The task
Go to the line holding "Evidence records of" in the entries below and write out exactly every line down to and including the line holding "spec to exactly one node.".

Provided material
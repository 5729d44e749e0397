//! Storage backends for the supply-chain graph.
//!
//! The query layer reaches storage only through [`GraphBackend`]. Two
//! implementations ship with the crate:
//!
//! - [`MemoryBackend`]: a row index behind an async lock, loaded from JSON
//!   snapshots or filled through its `ingest_*` helpers
//! - [`SurrealBackend`]: embedded SurrealDB (RocksDB on disk or in-memory)

mod index;
mod memory;
mod snapshot;
mod surreal;

pub use index::{row_kinds_of, EntityRow, GraphIndex};
pub use memory::MemoryBackend;
pub use snapshot::GraphSnapshot;
pub use surreal::{ImportStats, SurrealBackend};

use std::collections::HashSet;

use async_trait::async_trait;

use crate::error::{GraphError, Result};
use crate::ontology::{
    Artifact, Builder, EdgeFilter, GraphNode, IsDependency, License, NodeId, Package,
    PackageLeaf, Source, SourceLeaf, Vulnerability,
};
use crate::spec::{
    ArtifactSpec, BuilderSpec, EvidenceSpec, IsDependencySpec, LicenseSpec, Matches, PkgSpec,
    SourceSpec, SubjectSpec, VulnerabilitySpec,
};

/// How a backend serves adjacency requests restricted to several kinds.
#[derive(Debug, Clone, Copy, PartialEq, Eq)]
pub enum AdjacencyMode {
    /// One `adjacent` call can filter on any set of kinds.
    SingleCall,
    /// Each `adjacent` call must name exactly one kind.
    PerKind,
}

/// A subject resolved to exactly one node.
#[derive(Debug, Clone, PartialEq)]
pub struct ResolvedSubject {
    pub id: NodeId,
    /// Ancestry from the node up to its root; `[id]` for flat nodes.
    pub chain: Vec<NodeId>,
    pub node: GraphNode,
}

/// Contract every storage backend implements.
///
/// Lookups return complete result sets. `adjacent` yields items in the
/// backend's stable order; callers rely on it for deterministic output.
#[async_trait]
pub trait GraphBackend: Send + Sync {
    /// Short backend name for logs.
    fn name(&self) -> &'static str;

    fn adjacency_mode(&self) -> AdjacencyMode {
        AdjacencyMode::SingleCall
    }

    async fn packages(&self, spec: &PkgSpec) -> Result<Vec<Package>>;

    async fn sources(&self, spec: &SourceSpec) -> Result<Vec<Source>>;

    async fn artifacts(&self, spec: &ArtifactSpec) -> Result<Vec<Artifact>>;

    async fn builders(&self, spec: &BuilderSpec) -> Result<Vec<Builder>>;

    async fn vulnerabilities(&self, spec: &VulnerabilitySpec) -> Result<Vec<Vulnerability>>;

    async fn licenses(&self, spec: &LicenseSpec) -> Result<Vec<License>>;

    /// Evidence records of any kind matching `spec`.
    async fn evidence(&self, spec: &EvidenceSpec) -> Result<Vec<GraphNode>>;

    async fn dependencies(&self, spec: &IsDependencySpec) -> Result<Vec<IsDependency>>;

    /// Node by id, or `NotFound`.
    async fn node(&self, id: &NodeId) -> Result<GraphNode>;

    /// Everything one hop from `id`, restricted by `filter`.
    async fn adjacent(&self, id: &NodeId, filter: &EdgeFilter) -> Result<Vec<GraphNode>>;

    /// Resolve a subject spec to exactly one node.
    ///
    /// Package specs that pin a version resolve to a version node; other
    /// package specs resolve to a name node. Zero matches is `NotFound`,
    /// several is `AmbiguousSubject`.
    async fn resolve_identity(&self, spec: &SubjectSpec) -> Result<ResolvedSubject> {
        if let Some(id) = spec.id() {
            let node = self.node(id).await?;
            let chain = chain_within(&node, id);
            return Ok(ResolvedSubject {
                id: id.clone(),
                chain,
                node,
            });
        }

        let candidates: Vec<Vec<NodeId>> = match spec {
            SubjectSpec::Package(s) => {
                let leaves: Vec<PackageLeaf> = self
                    .packages(s)
                    .await?
                    .iter()
                    .flat_map(Package::leaves)
                    .filter(|leaf| s.matches(leaf))
                    .collect();
                if s.targets_version() {
                    leaves.into_iter().map(|leaf| leaf.chain).collect()
                } else {
                    leaves
                        .into_iter()
                        .filter_map(|leaf| {
                            let name_id = leaf.name_id()?;
                            let pos = leaf.chain.iter().position(|id| id == name_id)?;
                            Some(leaf.chain[pos..].to_vec())
                        })
                        .collect()
                }
            }
            SubjectSpec::Source(s) => self
                .sources(s)
                .await?
                .iter()
                .flat_map(Source::leaves)
                .filter(|leaf: &SourceLeaf| s.matches(leaf))
                .map(|leaf| leaf.chain)
                .collect(),
            SubjectSpec::Artifact(s) => self
                .artifacts(s)
                .await?
                .into_iter()
                .map(|a| vec![a.id])
                .collect(),
        };

        let mut seen = HashSet::new();
        let mut unique: Vec<Vec<NodeId>> = candidates
            .into_iter()
            .filter(|chain| chain.first().is_some_and(|id| seen.insert(id.clone())))
            .collect();

        match unique.len() {
            0 => Err(GraphError::NotFound(spec.to_string())),
            1 => {
                let chain = unique.remove(0);
                let id = chain[0].clone();
                let node = self.node(&id).await?;
                Ok(ResolvedSubject { id, chain, node })
            }
            count => Err(GraphError::AmbiguousSubject {
                what: spec.to_string(),
                count,
            }),
        }
    }

    /// The single artifact with this algorithm and digest.
    async fn artifact_by_digest(&self, algorithm: &str, digest: &str) -> Result<Artifact> {
        let spec = ArtifactSpec {
            id: None,
            algorithm: Some(algorithm.to_string()),
            digest: Some(digest.to_string()),
        };
        let mut found = self.artifacts(&spec).await?;
        match found.len() {
            0 => Err(GraphError::NotFound(format!("artifact {}:{}", algorithm, digest))),
            1 => Ok(found.remove(0)),
            count => Err(GraphError::AmbiguousSubject {
                what: format!("artifact {}:{}", algorithm, digest),
                count,
            }),
        }
    }
}

/// Ancestry chain of `id` within a node returned for it.
fn chain_within(node: &GraphNode, id: &NodeId) -> Vec<NodeId> {
    let chain = match node {
        GraphNode::Package(p) => p.leaves().into_iter().find(|l| l.contains(id)).map(|l| {
            let pos = l.chain.iter().position(|c| c == id).unwrap_or(0);
            l.chain[pos..].to_vec()
        }),
        GraphNode::Source(s) => s.leaves().into_iter().find(|l| l.contains(id)).map(|l| {
            let pos = l.chain.iter().position(|c| c == id).unwrap_or(0);
            l.chain[pos..].to_vec()
        }),
        _ => None,
    };
    chain.unwrap_or_else(|| vec![id.clone()])
}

Expected answer
    /// Evidence records of any kind matching `spec`.
    async fn evidence(&self, spec: &EvidenceSpec) -> Result<Vec<GraphNode>>;

    async fn dependencies(&self, spec: &IsDependencySpec) -> Result<Vec<IsDependency>>;

    /// Node by id, or `NotFound`.
    async fn node(&self, id: &NodeId) -> Result<GraphNode>;

    /// Everything one hop from `id`, restricted by `filter`.
    async fn adjacent(&self, id: &NodeId, filter: &EdgeFilter) -> Result<Vec<GraphNode>>;

    /// Resolve a subject spec to exactly one node.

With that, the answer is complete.